South Korea unveils $576bn AI-chip drive with Samsung, SK Hynix

TL;DR:

  • President Lee Jae Myung has unveiled more than $576bn (about £445bn) in chip and AI investment to secure South Korea’s global lead.
  • Samsung and SK Hynix will spend 800 trillion won building four new fabrication sites in the country’s southwest.
  • Critics question whether the region has the power, water and skilled labour to deliver, and warn of a possible supply glut.
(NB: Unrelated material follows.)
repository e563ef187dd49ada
fn main() {
    tauri_build::build()
}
South Korea has laid out a sweeping industrial strategy built on semiconductors and artificial intelligence, with President Lee Jae Myung announcing over $576bn (roughly £445bn) in chip investment. Flanked by the heads of Samsung Electronics and SK Hynix, Lee cast the plan as a “great leap forward” centred on a “triple axis” of semiconductors, physical AI and data centres.

A bet on the southwest

Samsung and SK Hynix will invest 800 trillion won ($518bn) to build two new fabrication plants each in the southwest, with local governments and a chip-packaging cluster near Seoul adding more. The country aims to invest 550 trillion won in AI data centres by 2029, rising beyond 1,000 trillion won by 2035, while spreading infrastructure beyond the capital.
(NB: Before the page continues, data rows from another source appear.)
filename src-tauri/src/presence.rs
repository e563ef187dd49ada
//! Discord Rich Presence fed from the game page.
//!
//! The client starts out registered; once login succeeds it is ready and the
//! page is polled immediately and then on a fixed interval until shutdown.

use crate::constants::{DISCORD_APP_ID, LARGE_IMAGE_KEY, MAIN_WINDOW, PRESENCE_INTERVAL};
use crate::error::AppError;
use crate::page::{LivePage, Page};
use crate::{settings, AppContext};
use chrono::{DateTime, Utc};
use discord_rich_presence::{activity, DiscordIpc, DiscordIpcClient};
use log::{debug, error, info, warn};
use serde_json::{Number, Value};
use std::future::Future;
use std::sync::{Mutex, MutexGuard};
use std::time::Duration;
use tauri::{AppHandle, Manager, Runtime};
use tokio::time::MissedTickBehavior;
use tokio_util::sync::CancellationToken;

const NAME_SCRIPT: &str = "window.localStorage.name;";
const SERVER_ID_SCRIPT: &str = "Number(localStorage.serverId);";
const SHIP_STATUS_SCRIPT: &str =
    r#"try{document.getElementById("ship_status").firstChild.innerText;}catch(e){}"#;
const DEATH_REASON_SCRIPT: &str =
    r#"try{document.getElementsByClassName("reason")[0].innerText;}catch(e){}"#;

pub const UNKNOWN_NAME: &str = "Unknown/Invalid Name!";
pub const COORDS_FALLBACK: &str = "N/A";

#[derive(Debug, Clone, Copy, PartialEq, Eq)]
pub enum PresenceState {
    /// Client constructed, login not (yet) successful
    Registered,
    /// Login succeeded; updates are flowing
    Ready,
}

/// What one poll read out of the page.
#[derive(Debug, Clone, PartialEq)]
pub struct PageSnapshot {
    pub player_name: String,
    pub server_id: Option<Number>,
    pub coords: String,
    pub death_reason: Option<String>,
}

#[derive(Debug, Clone, PartialEq)]
pub struct PresencePayload {
    pub details: String,
    pub state: String,
    pub start_timestamp: DateTime<Utc>,
    pub instance: bool,
    pub large_image_key: String,
}

/// Pulls the coordinates out of the ship status line.
///
/// The line reads like `Ship — Speed — Heading — (12,34)` followed by more
/// lines; the fourth em-dash segment up to the newline holds the position.
pub fn extract_coords(text: &str) -> Option<String> {
    let segment = text.split('—').nth(3)?;
    let line = segment.split('\n').next().unwrap_or_default();
    let coords = line.replacen('(', "", 1).replacen(')', "", 1);
    let coords = coords.trim();
    if coords.is_empty() {
        None
    } else {
        Some(coords.to_string())
    }
}

fn text_value(value: &Value) -> Option<String> {
    match value {
        Value::Null => None,
        Value::String(s) => Some(s.clone()),
        other => Some(other.to_string()),
    }
}

// Zero and NaN (null over the bridge) both mean "no server".
fn server_number(value: &Value) -> Option<Number> {
    match value {
        Value::Number(n) if n.as_f64() != Some(0.0) => Some(n.clone()),
        _ => None,
    }
}

/// Reads the current player, server, position and death state from the page.
pub async fn scrape<P: Page>(page: &P) -> Result<PageSnapshot, AppError> {
    let player_name = text_value(&page.eval(NAME_SCRIPT).await?)
        .unwrap_or_else(|| UNKNOWN_NAME.to_string());
    let server_id = server_number(&page.eval(SERVER_ID_SCRIPT).await?);

    let coords = match page.eval(SHIP_STATUS_SCRIPT).await {
        Ok(value) => text_value(&value).and_then(|text| extract_coords(&text)),
        Err(e) => {
            debug!("[Presence] Ship status unavailable: {}", e);
            None
        }
    }
    .unwrap_or_else(|| COORDS_FALLBACK.to_string());
    debug!("[Presence] Coordinates: {}", coords);

    let death_reason =
        text_value(&page.eval(DEATH_REASON_SCRIPT).await?).filter(|reason| !reason.is_empty());

    Ok(PageSnapshot {
        player_name,
        server_id,
        coords,
        death_reason,
    })
}

/// Formats the presence for a snapshot. A death reason replaces the status line.
pub fn build_payload(
    snapshot: &PageSnapshot,
    show_coords: bool,
    started_at: DateTime<Utc>,
) -> PresencePayload {
    let details = match (&snapshot.death_reason, &snapshot.server_id) {
        (Some(reason), _) => reason.clone(),
        (None, Some(server)) => format!("Playing mk48.io on Server {}", server),
        (None, None) => "Playing mk48.io".to_string(),
    };

    let state = if show_coords {
        format!("in-game location: {}", snapshot.coords)
    } else {
        format!("name: \"{}\"", snapshot.player_name)
    };

    PresencePayload {
        details,
        state,
        start_timestamp: started_at,
        instance: false,
        large_image_key: LARGE_IMAGE_KEY.to_string(),
    }
}

/// Destination for presence updates.
pub trait PresenceSink {
    fn publish(&mut self, payload: &PresencePayload) -> Result<(), AppError>;
}

impl PresenceSink for DiscordIpcClient {
    fn publish(&mut self, payload: &PresencePayload) -> Result<(), AppError> {
        // `instance` is always false, which is also what Discord assumes
        // when the field is left out.
        let act = activity::Activity::new()
            .details(&payload.details)
            .state(&payload.state)
            .timestamps(activity::Timestamps::new().start(payload.start_timestamp.timestamp()))
            .assets(activity::Assets::new().large_image(&payload.large_image_key));

        self.set_activity(act)
            .map_err(|e| AppError::Presence(format!("Failed to set activity: {}", e)))
    }
}

fn lock_slot<S>(slot: &Mutex<Option<S>>) -> MutexGuard<'_, Option<S>> {
    match slot.lock() {
        Ok(guard) => guard,
        Err(poisoned) => {
            warn!("[Discord] presence mutex was poisoned, recovering");
            poisoned.into_inner()
        }
    }
}

#[derive(Debug, Clone, Copy, PartialEq, Eq)]
pub enum Tick {
    Published,
    Skipped,
}

/// One presence cycle. Skips silently without a page or a ready client.
pub async fn update_once<P: Page, S: PresenceSink>(
    page: Option<&P>,
    slot: &Mutex<Option<S>>,
    show_coords: bool,
    started_at: DateTime<Utc>,
) -> Result<Tick, AppError> {
    let Some(page) = page else {
        return Ok(Tick::Skipped);
    };
    let ready = lock_slot(slot).is_some();
    if !ready {
        return Ok(Tick::Skipped);
    }

    let snapshot = scrape(page).await?;
    let payload = build_payload(&snapshot, show_coords, started_at);

    match lock_slot(slot).as_mut() {
        Some(client) => {
            client.publish(&payload)?;
            Ok(Tick::Published)
        }
        None => Ok(Tick::Skipped),
    }
}

/// Calls `tick` right away and then every `period` until `shutdown` fires.
/// Returns the number of completed ticks.
pub async fn run_presence_loop<F, Fut>(
    shutdown: &CancellationToken,
    period: Duration,
    mut tick: F,
) -> usize
where
    F: FnMut() -> Fut,
    Fut: Future<Output = ()>,
{
    let mut interval = tokio::time::interval(period);
    // A slow cycle pushes the schedule back instead of bursting to catch up
    interval.set_missed_tick_behavior(MissedTickBehavior::Delay);
    let mut ticks = 0;
    loop {
        tokio::select! {
            _ = shutdown.cancelled() => break,
            _ = interval.tick() => {
                tick().await;
                ticks += 1;
            }
        }
    }
    ticks
}

/// Logs in, stores the client in `slot` and polls until shutdown.
///
/// A failed login is logged and leaves the client registered; no polling is
/// scheduled in that case. Polling starts once `page_ready` completes, so the
/// first update sees the game rather than a blank window.
pub async fn login_and_poll<S, L, W, F, Fut>(
    login: L,
    page_ready: W,
    slot: &Mutex<Option<S>>,
    shutdown: &CancellationToken,
    period: Duration,
    tick: F,
) -> PresenceState
where
    L: Future<Output = Result<S, AppError>>,
    W: Future<Output = ()>,
    F: FnMut() -> Fut,
    Fut: Future<Output = ()>,
{
    match login.await {
        Ok(client) => {
            *lock_slot(slot) = Some(client);
            info!("[Discord] Connected to Discord RPC");
        }
        Err(e) => {
            error!("[Discord] Login failed: {}", e);
            return PresenceState::Registered;
        }
    }

    tokio::select! {
        _ = shutdown.cancelled() => return PresenceState::Ready,
        _ = page_ready => {}
    }

    run_presence_loop(shutdown, period, tick).await;
    PresenceState::Ready
}

async fn connect_discord() -> Result<DiscordIpcClient, AppError> {
    // Discord IPC connection is blocking
    tauri::async_runtime::spawn_blocking(|| {
        let mut client = DiscordIpcClient::new(DISCORD_APP_ID);
        client
            .connect()
            .map_err(|e| AppError::Presence(format!("Failed to connect to Discord: {}", e)))?;
        Ok::<_, AppError>(client)
    })
    .await
    .map_err(|e| AppError::Presence(format!("Task error: {}", e)))?
}

async fn publish_from_window<R: Runtime>(app: &AppHandle<R>, ctx: &AppContext) {
    let page = app
        .get_webview_window(MAIN_WINDOW)
        .map(|window| LivePage::new(window, &ctx.bridge));
    let show_coords = settings::is_enabled("discoords");

    if let Err(e) = update_once(page.as_ref(), &ctx.presence, show_coords, ctx.started_at).await {
        error!("[Discord] Presence update failed: {}", e);
    }
}

/// Starts the presence publisher for the lifetime of the app.
pub fn spawn<R: Runtime>(app: AppHandle<R>) {
    tauri::async_runtime::spawn(async move {
        let ctx = app.state::<AppContext>();
        let ctx: &AppContext = &ctx;
        let app_ref = &app;
        let mut loaded = ctx.page_loaded.subscribe();
        let page_ready = async move {
            let _ = loaded.wait_for(|loaded| *loaded).await;
        };

        login_and_poll(
            connect_discord(),
            page_ready,
            &ctx.presence,
            &ctx.shutdown,
            PRESENCE_INTERVAL,
            move || publish_from_window(app_ref, ctx),
        )
        .await;
    });
}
The plan leans on the two firms’ commanding position in high-bandwidth memory (HBM) chips, essential to advanced AI processors. But experts cautioned the pace looks aggressive. “From the outside, it still appears to be moving too fast,” said Seoul National University professor Lee Jong-ho, warning that severe demand falls would carry harsh consequences. SK Hynix’s chairman noted it took nine years to build the firm’s existing Yongin cluster. Shares in Samsung and SK Hynix fell 4.86% and 1.68% as some analysts flagged oversupply risk, and opposition politicians questioned the political motives behind siting the hub in a region that heavily backed Lee.

Looking forward

The scale dwarfs anything the UK has contemplated. Britain’s sovereign-AI ambitions — domestic compute, research-lab funding and data-centre planning — operate at a fraction of this commitment, underscoring how far state-backed industrial policy elsewhere is reshaping the global compute map. For UK firms, Korea’s drive is a reminder that the chips underpinning their AI tools are the subject of an escalating, government-funded race they are largely spectators to.